The team of the Museum of Science of the Amazon (MuCA) located in Belterra, Pará, received on July 8th the Ministry of  Environment, Chico Mendes Institute for Biodiversity Conservation (ICMBio), IBAMA and the Secretariat of the Amazon and Environmental Services (SAS) to sign the protocol of intent on the implementation of the Quintais Agroflorestais da Amazônia project. This is the expansion and consolidation of a pilot project already underway,  based on bioeconomy and income generation for local communities. The event takes place in the MuCA auditorium, in Vila Americana, Belterra.

In partnership with the federal government, MuCA has been working experimentally with 1,200 families who live in the Tapajós National Forest Conservation Unit (Flona). The main purpose of this action is to produce biodiversity inputs such as cocoa, saffron, mushrooms, medicinal plants and microalgae. This ongoing project aims to encourage conservation units to go beyond their role of nature protection and contribute to the sustainable production of zero carbon. The initiative was presented at COP 26 (United Nations Conference on Climate Change), held in November in Glasgow, Scotland.

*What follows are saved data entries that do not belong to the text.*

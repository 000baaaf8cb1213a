//! Path helpers shared by the resource index
//!
//! Containment is always component-wise (`/ws/res1` does not contain
//! `/ws/res10/a.lua`), and normalization is purely lexical so it works for
//! paths that no longer exist on disk (deleted files, renamed directories).

use std::path::{Component, Path, PathBuf};

/// Recognized manifest file names, in order of preference.
pub const MANIFEST_NAMES: [&str; 2] = ["fxmanifest.lua", "__resource.lua"];

/// True when `path` names a resource manifest.
pub fn is_manifest(path: &Path) -> bool {
    path.file_name()
        .and_then(|name| name.to_str())
        .is_some_and(|name| MANIFEST_NAMES.contains(&name))
}

/// True when `path` is `root` itself or lies underneath it.
pub fn is_within(path: &Path, root: &Path) -> bool {
    path.starts_with(root)
}

/// Resolve `.` and `..` components without touching the filesystem.
///
/// `..` at the root (or beyond a relative path's start) is kept for relative
/// paths and dropped for absolute ones.
pub fn normalize(path: &Path) -> PathBuf {
    let mut normalized = PathBuf::new();
    for component in path.components() {
        match component {
            Component::CurDir => {}
            Component::ParentDir => {
                let can_pop = matches!(
                    normalized.components().next_back(),
                    Some(Component::Normal(_))
                );
                if can_pop {
                    normalized.pop();
                } else if !normalized.has_root() {
                    normalized.push("..");
                }
            }
            other => normalized.push(other.as_os_str()),
        }
    }
    normalized
}

/// Manifest patterns use `/` regardless of platform; drop a leading `./`.
pub fn normalize_pattern(pattern: &str) -> String {
    let pattern = pattern.trim().replace('\\', "/");
    let mut trimmed = pattern.as_str();
    while let Some(rest) = trimmed.strip_prefix("./") {
        trimmed = rest;
    }
    trimmed.to_string()
}

/// Whether a pattern component contains glob syntax.
pub fn has_glob_meta(text: &str) -> bool {
    text.contains(['*', '?', '[', '{'])
}
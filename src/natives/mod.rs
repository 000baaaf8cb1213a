//! Native descriptors, the per-game catalog and signature rendering.

pub mod catalog;
pub mod language;
pub mod model;
pub mod signature;
pub mod type_mapper;

pub use catalog::{JsonDirectorySource, NativeCatalog, NativeSource};
pub use language::ScriptLanguage;
pub use model::{Apiset, Example, NativeDescriptor, OrganizedNatives, Parameter};
pub use type_mapper::{TypePosition, map_type};
//! Native-aware LSP features
//!
//! Each module turns catalog data plus cursor context into protocol types and
//! does no I/O; the backend resolves documents, files and natives first.

pub mod commands;
pub mod completion;
pub mod hover;
pub mod markdown;
pub mod signature_help;
//! Target scripting languages
//!
//! Language ids arrive as free-form strings (LSP `languageId`, example `lang`
//! tags). They are resolved once at the boundary into [`ScriptLanguage`];
//! anything unrecognized stays `None` and callers use the plain rendering.

use std::fmt;

/// Languages natives can be rendered for.
#[derive(Debug, Clone, Copy, PartialEq, Eq, Hash)]
pub enum ScriptLanguage {
    Lua,
    JavaScript,
    TypeScript,
    CSharp,
}

impl ScriptLanguage {
    pub const ALL: [ScriptLanguage; 4] = [
        ScriptLanguage::Lua,
        ScriptLanguage::JavaScript,
        ScriptLanguage::TypeScript,
        ScriptLanguage::CSharp,
    ];

    /// Resolve an LSP language id or file-extension style tag.
    pub fn from_language_id(id: &str) -> Option<Self> {
        match id.trim().to_ascii_lowercase().as_str() {
            "lua" => Some(ScriptLanguage::Lua),
            "javascript" | "js" => Some(ScriptLanguage::JavaScript),
            "typescript" | "ts" => Some(ScriptLanguage::TypeScript),
            "csharp" | "cs" => Some(ScriptLanguage::CSharp),
            _ => None,
        }
    }

    /// The LSP language id, also used as the markdown code fence tag.
    pub fn language_id(&self) -> &'static str {
        match self {
            ScriptLanguage::Lua => "lua",
            ScriptLanguage::JavaScript => "javascript",
            ScriptLanguage::TypeScript => "typescript",
            ScriptLanguage::CSharp => "csharp",
        }
    }

    /// JavaScript and TypeScript share examples and type tables.
    pub fn is_js_family(&self) -> bool {
        matches!(self, ScriptLanguage::JavaScript | ScriptLanguage::TypeScript)
    }

    /// Whether an example tagged `tag` can be shown in a document of this language.
    pub fn accepts_example(&self, tag: &str) -> bool {
        match ScriptLanguage::from_language_id(tag) {
            Some(other) => other == *self || (self.is_js_family() && other.is_js_family()),
            None => false,
        }
    }
}

impl fmt::Display for ScriptLanguage {
    fn fmt(&self, f: &mut fmt::Formatter<'_>) -> fmt::Result {
        f.write_str(self.language_id())
    }
}
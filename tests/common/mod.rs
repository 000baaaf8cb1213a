//! Shared fixtures for integration tests: temporary workspaces and an
//! in-memory native source.
#![allow(dead_code)]

use std::collections::{HashMap, HashSet};
use std::fs;
use std::io;
use std::path::{Path, PathBuf};
use std::sync::Arc;
use std::sync::atomic::{AtomicUsize, Ordering};

use async_trait::async_trait;
use parking_lot::Mutex;
use tempfile::TempDir;

use cfx_natives_language_server::errors::{CatalogError, IndexError};
use cfx_natives_language_server::natives::{
    Apiset, Example, NativeCatalog, NativeDescriptor, NativeSource, OrganizedNatives, Parameter,
};
use cfx_natives_language_server::resources::{LocalFs, ResourceIndex, WorkspaceFs};

/// A throwaway workspace directory.
pub struct Workspace {
    dir: TempDir,
}

impl Workspace {
    pub fn new() -> Self {
        Self {
            dir: TempDir::new().expect("failed to create temp dir"),
        }
    }

    pub fn root(&self) -> &Path {
        self.dir.path()
    }

    pub fn path(&self, relative: &str) -> PathBuf {
        self.dir.path().join(relative)
    }

    /// Write `contents` to `relative`, creating parent directories.
    pub fn write(&self, relative: &str, contents: &str) -> PathBuf {
        let path = self.path(relative);
        fs::create_dir_all(path.parent().expect("relative path has a parent")).expect("mkdir");
        fs::write(&path, contents).expect("write");
        path
    }

    pub fn remove(&self, relative: &str) {
        let path = self.path(relative);
        if path.is_dir() {
            fs::remove_dir_all(path).expect("remove dir");
        } else {
            fs::remove_file(path).expect("remove file");
        }
    }

    /// A resource index rooted at this workspace, not yet scanned.
    pub fn index(&self) -> ResourceIndex {
        self.index_with(Arc::new(LocalFs::new()))
    }

    pub fn index_with(&self, fs: Arc<dyn WorkspaceFs>) -> ResourceIndex {
        let index = ResourceIndex::new(fs);
        index.set_workspace_roots(vec![self.root().to_path_buf()]);
        index
    }
}

/// The local disk, with reads counted and selected paths made unreadable.
#[derive(Default)]
pub struct ScriptedFs {
    unreadable: Mutex<HashSet<PathBuf>>,
    reads: AtomicUsize,
}

impl ScriptedFs {
    pub fn deny_read(&self, path: PathBuf) {
        self.unreadable.lock().insert(path);
    }

    pub fn read_count(&self) -> usize {
        self.reads.load(Ordering::SeqCst)
    }
}

impl WorkspaceFs for ScriptedFs {
    fn find_files(&self, root: &Path, pattern: &str) -> Result<Vec<PathBuf>, IndexError> {
        LocalFs.find_files(root, pattern)
    }

    fn file_exists(&self, path: &Path) -> bool {
        LocalFs.file_exists(path)
    }

    fn is_dir(&self, path: &Path) -> bool {
        LocalFs.is_dir(path)
    }

    fn read_to_string(&self, path: &Path) -> Result<String, IndexError> {
        self.reads.fetch_add(1, Ordering::SeqCst);
        if self.unreadable.lock().contains(path) {
            return Err(IndexError::Io {
                path: path.to_path_buf(),
                source: io::Error::new(io::ErrorKind::PermissionDenied, "permission denied"),
            });
        }
        LocalFs.read_to_string(path)
    }
}

/// Natives served from memory, counting loads.
#[derive(Default)]
pub struct StaticSource {
    games: HashMap<String, OrganizedNatives>,
    pub loads: AtomicUsize,
}

impl StaticSource {
    pub fn with_game(mut self, game: &str, natives: OrganizedNatives) -> Self {
        self.games.insert(game.to_string(), natives);
        self
    }

    pub fn load_count(&self) -> usize {
        self.loads.load(Ordering::SeqCst)
    }
}

#[async_trait]
impl NativeSource for StaticSource {
    async fn load(&self, game: &str) -> Result<OrganizedNatives, CatalogError> {
        self.loads.fetch_add(1, Ordering::SeqCst);
        self.games.get(game).cloned().ok_or(CatalogError::NotFound {
            game: game.to_string(),
            searched: 0,
        })
    }

    fn describe(&self) -> String {
        format!("static source with {} game(s)", self.games.len())
    }
}

pub fn native(name: &str, apiset: Apiset, params: &[(&str, &str)], return_type: &str) -> Arc<NativeDescriptor> {
    let params = params
        .iter()
        .map(|(name, type_name)| Parameter::new(*name, *type_name))
        .collect();
    let mut native = NativeDescriptor::new(name, params, return_type);
    native.apiset = apiset;
    native.hash = format!("0x{:016X}", name.len());
    Arc::new(native)
}

/// A small GTA V style native set.
pub fn gta5_natives() -> OrganizedNatives {
    let mut player_ped = NativeDescriptor::clone(&native("PLAYER_PED_ID", Apiset::Client, &[], "Ped"));
    player_ped.namespace = "PLAYER".to_string();
    player_ped.description = "Gets the local player's ped.".to_string();
    player_ped.examples = vec![Example {
        lang: "lua".to_string(),
        code: "local ped = PlayerPedId()".to_string(),
    }];

    OrganizedNatives {
        client: vec![
            Arc::new(player_ped),
            native(
                "SET_ENTITY_COORDS",
                Apiset::Client,
                &[("entity", "Entity"), ("x", "float"), ("y", "float"), ("z", "float")],
                "void",
            ),
            native("GET_ENTITY_COORDS", Apiset::Client, &[("entity", "Entity"), ("alive", "BOOL")], "Vector3"),
        ],
        server: vec![native("GET_PLAYER_PED", Apiset::Server, &[("playerSrc", "char*")], "Entity")],
        shared: vec![native("GET_HASH_KEY", Apiset::Shared, &[("model", "char*")], "Hash")],
    }
}

/// RedM natives sharing nothing with [`gta5_natives`].
pub fn rdr3_natives() -> OrganizedNatives {
    OrganizedNatives {
        client: vec![native("SET_PED_SCALE", Apiset::Client, &[("ped", "Ped"), ("scale", "float")], "void")],
        server: Vec::new(),
        shared: Vec::new(),
    }
}

pub fn catalog(source: StaticSource) -> Arc<NativeCatalog> {
    Arc::new(NativeCatalog::new(Arc::new(source)))
}
use std::fs;
use std::io;
use std::path::{Path, PathBuf};
use std::time::{Duration, SystemTime};

use time::UtcOffset;
use time::macros::format_description;
use tracing_appender::non_blocking::WorkerGuard;
use tracing_subscriber::{EnvFilter, fmt, prelude::*};

const LOG_RETENTION_DAYS: u64 = 7;
const SESSION_PREFIX: &str = "session-";

/// Log directory in the user-specific OS cache directory
/// - Linux: ~/.cache/cfx-natives/language-server/
/// - macOS: ~/Library/Caches/cfx-natives/language-server/
/// - Windows: %LOCALAPPDATA%\cfx-natives\language-server\
pub fn get_log_dir() -> io::Result<PathBuf> {
    let cache_dir = dirs::cache_dir().ok_or_else(|| {
        io::Error::new(io::ErrorKind::NotFound, "Unable to determine user cache directory")
    })?;

    let log_dir = cache_dir.join("cfx-natives").join("language-server");
    fs::create_dir_all(&log_dir)?;
    Ok(log_dir)
}

/// Remove session logs in `log_dir` whose age is at least `retention`.
/// Returns how many files were removed.
pub fn cleanup_old_logs(log_dir: &Path, retention: Duration) -> io::Result<usize> {
    let now = SystemTime::now();
    let mut removed = 0;

    for entry in fs::read_dir(log_dir)?.flatten() {
        let Ok(metadata) = entry.metadata() else {
            continue;
        };
        let is_session_log = entry
            .file_name()
            .to_str()
            .is_some_and(|name| name.starts_with(SESSION_PREFIX) && name.ends_with(".log"));
        if !metadata.is_file() || !is_session_log {
            continue;
        }

        let expired = metadata
            .modified()
            .ok()
            .and_then(|modified| now.duration_since(modified).ok())
            .is_some_and(|age| age >= retention);
        if expired {
            match fs::remove_file(entry.path()) {
                Ok(()) => removed += 1,
                Err(e) => eprintln!("Failed to remove old log file {:?}: {}", entry.path(), e),
            }
        }
    }

    Ok(removed)
}

fn session_log_path(log_dir: &Path) -> PathBuf {
    let timestamp = time::OffsetDateTime::now_utc()
        .format(format_description!("[year][month][day]-[hour][minute][second]"))
        .unwrap_or_else(|_| "unknown".to_string());
    log_dir.join(format!("{}{}-{}.log", SESSION_PREFIX, timestamp, std::process::id()))
}

/// `--log-level` wins, then `RUST_LOG`, then `info`.
fn stderr_filter(log_level: Option<&str>) -> EnvFilter {
    match log_level {
        Some(level) => EnvFilter::new(level),
        None => EnvFilter::try_from_default_env().unwrap_or_else(|_| EnvFilter::new("info")),
    }
}

fn already_initialized(e: &dyn std::error::Error) -> bool {
    let message = e.to_string();
    message.contains("already been set") || message.contains("SetLoggerError")
}

/// Initialize logging to stderr and, optionally, a per-session debug log file.
///
/// The returned guard flushes the file writer and must live as long as the
/// program. Nothing is ever written to stdout, which carries LSP traffic.
///
/// # Arguments
/// * `no_color` - Disable ANSI colors in stderr output
/// * `log_level` - Override the stderr level (otherwise `RUST_LOG` or "info")
/// * `enable_file_logging` - Also write a DEBUG-level session log under the cache dir
pub fn init_logger(
    no_color: bool,
    log_level: Option<&str>,
    enable_file_logging: bool,
) -> io::Result<WorkerGuard> {
    let timer = fmt::time::OffsetTime::new(
        UtcOffset::UTC,
        format_description!("[[[year]-[month]-[day]T[hour]:[minute]:[second].[subsecond digits:3]Z]"),
    );

    let stderr_layer = fmt::layer()
        .with_writer(io::stderr)
        .with_timer(timer.clone())
        .with_ansi(!no_color)
        .with_filter(stderr_filter(log_level));

    if !enable_file_logging {
        let (_, guard) = tracing_appender::non_blocking(io::sink());
        return match tracing_subscriber::registry().with(stderr_layer).try_init() {
            Err(e) if !already_initialized(&e) => Err(io::Error::other(e)),
            _ => Ok(guard),
        };
    }

    let log_dir = get_log_dir()?;
    cleanup_old_logs(&log_dir, Duration::from_secs(LOG_RETENTION_DAYS * 24 * 60 * 60))?;

    let log_path = session_log_path(&log_dir);
    let file = fs::OpenOptions::new().create(true).append(true).open(&log_path)?;
    let (non_blocking, guard) = tracing_appender::non_blocking(file);
    let file_layer = fmt::layer()
        .with_writer(non_blocking)
        .with_timer(timer)
        .with_ansi(false)
        .with_filter(EnvFilter::new("debug"));

    match tracing_subscriber::registry()
        .with(stderr_layer)
        .with(file_layer)
        .try_init()
    {
        Err(e) if !already_initialized(&e) => Err(io::Error::other(e)),
        _ => {
            eprintln!("Logging to file: {:?}", log_path);
            Ok(guard)
        }
    }
}
//! `workspace/executeCommand` commands

use std::sync::Arc;

use serde::Serialize;
use serde_json::Value;
use tower_lsp::lsp_types::Url;

use crate::natives::signature::{render_compact, render_plain};
use crate::natives::{Apiset, NativeDescriptor, ScriptLanguage};

/// Lists the natives visible to a document.
pub const LIST_NATIVES: &str = "cfxNatives.listNatives";
/// Flips the `insertParentheses` setting.
pub const TOGGLE_INSERT_PARENTHESES: &str = "cfxNatives.toggleInsertParentheses";

pub fn all_commands() -> Vec<String> {
    vec![LIST_NATIVES.to_string(), TOGGLE_INSERT_PARENTHESES.to_string()]
}

/// One row of the natives listing.
#[derive(Debug, Clone, PartialEq, Eq, Serialize)]
pub struct NativeListing {
    pub name: String,
    pub namespace: String,
    pub apiset: Apiset,
    pub signature: String,
}

/// Document URI from the first argument, given either as a string or as `{ "uri": ... }`.
pub fn uri_argument(arguments: &[Value]) -> Option<Url> {
    let first = arguments.first()?;
    let raw = first
        .as_str()
        .or_else(|| first.get("uri").and_then(Value::as_str))?;
    Url::parse(raw).ok()
}

/// Listing rows sorted by namespace, then name.
pub fn native_listing(
    natives: &[Arc<NativeDescriptor>],
    language: Option<ScriptLanguage>,
) -> Vec<NativeListing> {
    let mut rows: Vec<NativeListing> = natives
        .iter()
        .map(|native| NativeListing {
            name: native.name.clone(),
            namespace: native.namespace.clone(),
            apiset: native.apiset,
            signature: match language {
                Some(language) => render_compact(native, language),
                None => render_plain(native),
            },
        })
        .collect();

    rows.sort_by(|a, b| a.namespace.cmp(&b.namespace).then_with(|| a.name.cmp(&b.name)));
    rows
}
//! Native hover
//!
//! The word under the cursor (`[A-Za-z0-9_]+`) is looked up by exact name
//! across the games of the hovered file; a hit renders the native's markdown
//! documentation over the word's range.

use once_cell::sync::Lazy;
use regex::Regex;
use tower_lsp::lsp_types::{Hover, HoverContents, MarkupContent, MarkupKind, Position, Range};

use super::markdown::native_markdown;
use crate::natives::{NativeDescriptor, ScriptLanguage};

static WORD: Lazy<Regex> =
    Lazy::new(|| Regex::new(r"[A-Za-z0-9_]+").unwrap_or_else(|e| panic!("invalid word regex: {}", e)));

/// A word on a line, with UTF-16 column bounds.
#[derive(Debug, Clone, PartialEq, Eq)]
pub struct WordAt {
    pub word: String,
    pub start: u32,
    pub end: u32,
}

impl WordAt {
    pub fn range(&self, line: u32) -> Range {
        Range {
            start: Position { line, character: self.start },
            end: Position { line, character: self.end },
        }
    }
}

fn utf16_column(line: &str, byte_offset: usize) -> u32 {
    line[..byte_offset].encode_utf16().count() as u32
}

/// The word touching UTF-16 column `character`, if any.
///
/// A cursor directly after the last character of a word still counts as on it.
pub fn word_at(line: &str, character: u32) -> Option<WordAt> {
    WORD.find_iter(line).find_map(|m| {
        let start = utf16_column(line, m.start());
        let end = utf16_column(line, m.end());
        (start <= character && character <= end).then(|| WordAt {
            word: m.as_str().to_string(),
            start,
            end,
        })
    })
}

/// Hover card for `native`, anchored on `range`.
pub fn native_hover(
    native: &NativeDescriptor,
    language: Option<ScriptLanguage>,
    fence: &str,
    range: Range,
) -> Hover {
    Hover {
        contents: HoverContents::Markup(MarkupContent {
            kind: MarkupKind::Markdown,
            value: native_markdown(native, language, fence),
        }),
        range: Some(range),
    }
}

#[cfg(test)]
mod tests {
    use super::*;

    #[test]
    fn test_word_at_cursor() {
        let line = "local ped = PLAYER_PED_ID()";
        let word = word_at(line, 14).unwrap();
        assert_eq!(word.word, "PLAYER_PED_ID");
        assert_eq!((word.start, word.end), (12, 25));

        // touching the end of a word
        assert_eq!(word_at(line, 25).unwrap().word, "PLAYER_PED_ID");
        // on the `=` between spaces
        assert_eq!(word_at(line, 10), None);
    }

    #[test]
    fn test_word_at_includes_digits_and_lowercase() {
        assert_eq!(word_at("x = GetHashKey2(a)", 6).unwrap().word, "GetHashKey2");
        assert_eq!(word_at("", 0), None);
    }

    #[test]
    fn test_word_at_uses_utf16_columns() {
        // the emoji occupies columns 1 and 2
        let word = word_at("\"😀\" WAIT", 6).unwrap();
        assert_eq!(word.word, "WAIT");
        assert_eq!((word.start, word.end), (5, 9));
    }

    #[test]
    fn test_native_hover_is_markdown() {
        let native = NativeDescriptor::new("WAIT", vec![], "void");
        let range = WordAt { word: "WAIT".to_string(), start: 0, end: 4 }.range(3);
        let hover = native_hover(&native, Some(ScriptLanguage::Lua), "lua", range);

        let HoverContents::Markup(content) = hover.contents else {
            panic!("expected markup hover");
        };
        assert_eq!(content.kind, MarkupKind::Markdown);
        assert!(content.value.starts_with("```lua\nfunction WAIT() -> void\n```"));
        assert_eq!(hover.range, Some(range));
    }
}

“It is a strategic action for social development, as it creates food security for the population, but is also promising for economic advance as it expands the scope of exports of forest products”, says Luiz Felipe Moura, general coordinator of MuCA and director of sustainability and social development at AMA Brasil, a civil society organization of public interest (Oscip) dedicated to the preservation of historical, artistic and environmental heritage linked to cultural and social development.

According to Moura, the Agroforestry Backyards are an opportunity for the approximately 20 million people who live in Brazilian forests to generate their own wealth and place the country at the forefront of agroforestry. “Requiring land demarcation without a good plan on how to use it to reduce inequality does not solve the problem”, he adds. On June 14th, the MuCA team had already met with members of the Ministry of Environment, Chico Mendes Institute for Biodiversity Conservation and Embrapa to ensure legal certainty for forestry production. On the occasion, an agreement was also signed between AMA Brasil and the Federation of Traditional Organizations and Communities of the Tapajós National Forest, establishing a partnership in the production of bioinputs to supply the industry. “With a structure in Amazon, we are leading studies with animals, plants and native microorganisms of high biological relevance for the development of foods, biocosmetics and phytopharmaceuticals” says the general coordinator of MuCA.